Does IT defer too much to the business? In cases where the two sides communicate well enough to work together -- by no means a given -- it seems it does.
A supporting view came from Jeanne Ross, director of the Center for Information Systems Research (CISR) at MIT and co-author with Peter Weill of "IT Savvy," when I interviewed her in June. (You can read an excerpt from IT Savvy in IT Business Edge's Knowledge Network.) She told me IT folks tend to broadlydefer to the business on process, since they assume business folks are the real process experts:
They assume that business people are pretty good at process. And in fact, they are not. Some IT people say, "Business people don't really get process. I need to help drive this through." And that's a real a-ha moment.
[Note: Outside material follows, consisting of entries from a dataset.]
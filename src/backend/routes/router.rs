/**
 * Router Configuration
 *
 * Combines every route group into the application router and wraps it in
 * the middleware stack.
 *
 * # Route Order
 *
 * 1. Health routes (`/health`, `/info`)
 * 2. API routes (`/api/auth/...`, `/socket`)
 * 3. Service and `configure` routes
 * 4. Static client files as fallback
 *
 * # Layers (outermost first)
 *
 * 1. `TraceLayer` access log
 * 2. CORS for the configured origin, credentials allowed
 * 3. Body size limit
 * 4. Global rate limit
 * 5. Removal of the request's uploaded files
 */

use axum::{
    extract::DefaultBodyLimit,
    http::{
        header::{AUTHORIZATION, CONTENT_TYPE},
        HeaderValue, Method,
    },
    middleware, Router,
};
use tower_http::{
    cors::{AllowOrigin, CorsLayer},
    limit::RequestBodyLimitLayer,
    services::ServeDir,
    trace::TraceLayer,
};

use crate::backend::error::BackendError;
use crate::backend::middleware::{rate_limit_middleware, upload_cleanup_middleware};
use crate::backend::routes::api_routes::configure_api_routes;
use crate::backend::routes::health::configure_health_routes;
use crate::backend::server::state::AppState;

/// CORS for `origin`; `*` mirrors the request origin since credentials are allowed
pub fn cors_layer(origin: &str) -> Result<CorsLayer, BackendError> {
    let allow_origin = if origin == "*" {
        AllowOrigin::mirror_request()
    } else {
        let value = HeaderValue::from_str(origin.trim_end_matches('/'))
            .map_err(|_| BackendError::internal(format!("Invalid CORS origin: {}", origin)))?;
        AllowOrigin::exact(value)
    };

    Ok(CorsLayer::new()
        .allow_origin(allow_origin)
        .allow_credentials(true)
        .allow_methods([
            Method::GET,
            Method::POST,
            Method::PUT,
            Method::PATCH,
            Method::DELETE,
            Method::OPTIONS,
        ])
        .allow_headers([CONTENT_TYPE, AUTHORIZATION]))
}

/// Create the application router
///
/// `extra` carries the routes mounted by services and `App::configure`.
pub fn create_router(app_state: AppState, extra: Router<AppState>) -> Result<Router, BackendError> {
    let settings = app_state.settings.clone();

    let router = configure_health_routes(Router::new());
    let router = configure_api_routes(router, &app_state);
    let router = router.merge(extra);

    // Static client
    let router = router.fallback_service(ServeDir::new(&settings.client_dir));

    let router = router
        .layer(middleware::from_fn(upload_cleanup_middleware))
        .layer(middleware::from_fn_with_state(
            app_state.rate_limiter.clone(),
            rate_limit_middleware,
        ))
        .layer(DefaultBodyLimit::max(settings.body_limit))
        .layer(RequestBodyLimitLayer::new(settings.body_limit))
        .layer(cors_layer(&settings.origin)?)
        .layer(TraceLayer::new_for_http());

    Ok(router.with_state(app_state))
}

#[cfg(test)]
mod tests {
    use super::*;

    #[test]
    fn test_cors_layer_origins() {
        assert!(cors_layer("http://localhost:3000").is_ok());
        assert!(cors_layer("*").is_ok());
        assert!(cors_layer("bad\norigin").is_err());
    }
}
#[tokio::test]
async fn test_signup_with_full_user_document() {
    let app = TestApp::spawn().await;
    let (status, _, body) = app
        .request(
            Method::POST,
            "/api/auth/signup",
            Some(json!({
                "firstName": "Ada",
                "lastName": "Lovelace",
                "email": "ada@example.com",
                "password": "password123",
                "role": "super-admin",
                "workingDays": ["mo", "tu", "we"],
                "workingHours": 2,
                "skillsets": ["math"],
                "userName": "ada",
                "dob": "1815-12-10",
                "gender": "others",
                "phone": 351912345678u64,
                "notifySubs": [{"endpoint": "https://push.example.com/1"}]
            })),
            None,
        )
        .await;
    assert_eq!(status, StatusCode::CREATED);
    let user = &body["user"];
    assert_eq!(user["role"], "user");
    assert_eq!(user["gender"], "others");
    assert_eq!(user["phone"], 351912345678u64);
    assert_eq!(user["workingHours"], 2);
    assert!(user.get("notifySubs").is_none());
    assert!(user.get("status").is_none());
}

#[tokio::test]
async fn test_login_rejections() {
    let app = TestApp::spawn().await;
    let (user, _) = app.create_user("grace@example.com", "password123", "user").await;

    let (status, _, body) = app
        .request(
            Method::POST,
            "/api/auth/login",
            Some(json!({"email": "grace@example.com", "password": "wrong-password"})),
            None,
        )
        .await;
    assert_eq!(status, StatusCode::UNAUTHORIZED);
    assert_eq!(body, json!({"status": 401, "reason": "Unauthorized"}));

    let (status, _, _) = app
        .request(
            Method::POST,
            "/api/auth/login",
            Some(json!({"email": "nobody@example.com", "password": "password123"})),
            None,
        )
        .await;
    assert_eq!(status, StatusCode::UNAUTHORIZED);

    let mut deactivated = user;
    deactivated.set("status", json!("deactive"));
    app.state.users().unwrap().save(&mut deactivated).await.unwrap();
    let (status, _, _) = app
        .request(
            Method::POST,
            "/api/auth/login",
            Some(json!({"email": "grace@example.com", "password": "password123"})),
            None,
        )
        .await;
    assert_eq!(status, StatusCode::UNAUTHORIZED);
}

#[tokio::test]
async fn test_auth_middleware() {
    let app = TestApp::spawn().await;

    let (status, _, body) = app.get("/users", None).await;
    assert_eq!(status, StatusCode::UNAUTHORIZED);
    assert_eq!(body, json!({"status": 401, "reason": "Unauthorized"}));

    let (status, _, _) = app.get("/users", Some("coredevs=not-a-jwt")).await;
    assert_eq!(status, StatusCode::UNAUTHORIZED);

    // Bearer tokens are a development-only convenience
    let (user, cookie) = app.create_user("bearer@example.com", "password123", "user").await;
    let token = cookie.trim_start_matches("coredevs=");
    let request = Request::builder()
        .uri("/users")
        .header(header::AUTHORIZATION, format!("Bearer {}", token))
        .body(Body::empty())
        .unwrap();
    let (status, _, _) = app.send(request).await;
    assert_eq!(status, StatusCode::UNAUTHORIZED);

    // Deactivated users lose access even with a valid token
    let mut deactivated = user;
    deactivated.set("status", json!("deactive"));
    app.state.users().unwrap().save(&mut deactivated).await.unwrap();
    let (status, _, _) = app.get("/users", Some(&cookie)).await;
    assert_eq!(status, StatusCode::UNAUTHORIZED);
}

#[tokio::test]
async fn test_list_users() {
    let app = TestApp::spawn().await;
    let (_, cookie) = app.create_user("one@example.com", "password123", "user").await;
    app.create_user("two@example.com", "password123", "driver").await;
    app.create_user("three@example.com", "password123", "driver").await;

    let (status, _, body) = app.get("/users", Some(&cookie)).await;
    assert_eq!(status, StatusCode::OK);
    assert_eq!(body["totalDocs"], 3);
    assert_eq!(body["page"], 1);
    assert_eq!(body["limit"], 10);
    assert_eq!(body["hasNextPage"], false);
    // newest first
    assert_eq!(body["docs"][0]["email"], "three@example.com");
    assert!(body["docs"][0].get("password").is_none());

    let (status, _, body) = app.get("/users?role=driver&sortBy=email:asc&limit=1", Some(&cookie)).await;
    assert_eq!(status, StatusCode::OK);
    assert_eq!(body["totalDocs"], 2);
    assert_eq!(body["totalPages"], 2);
    assert_eq!(body["nextPage"], 2);
    assert_eq!(body["docs"][0]["email"], "three@example.com");

    let (status, _, body) = app.get("/users?search=TWO&paginate=false", Some(&cookie)).await;
    assert_eq!(status, StatusCode::OK);
    let docs = body.as_array().unwrap();
    assert_eq!(docs.len(), 1);
    assert_eq!(docs[0]["email"], "two@example.com");

    let (status, _, body) = app.get("/users?password=x", Some(&cookie)).await;
    assert_eq!(status, StatusCode::BAD_REQUEST);
    assert_eq!(body, json!({"error": "Query validation issue", "status": 400}));
}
Another supporting view comes from Andy Blumenthal, chief technology officer at the Bureau of Alcohol, Tobacco, Firearms and Explosives, in his User-Centric Enterprise Architecture blog. At a recent conference, he discovered many of his peers defer to their business colleagues on broader issues. This is a mistake, he writes, because many people "do not have a 'definitive vision' or know concretely what they want, especially when it comes to how technology can shape the business."
He suggests IT should seek a more collaborative role with the business, in which the two sides together discuss organizational problems and strategies and come up with feasible solutions. This seems infinitely preferable to the usual approach of the two sides tossing complicated issues to each other and waiting for responses. Kind of like a game of high-stakes hot potato.
Truth is, many business executives would welcome some education on technology, provided it's given in terms they can understand. I've said as much many times before. Thanks to Andy Blumenthal's thoughtful post, I'm saying it again.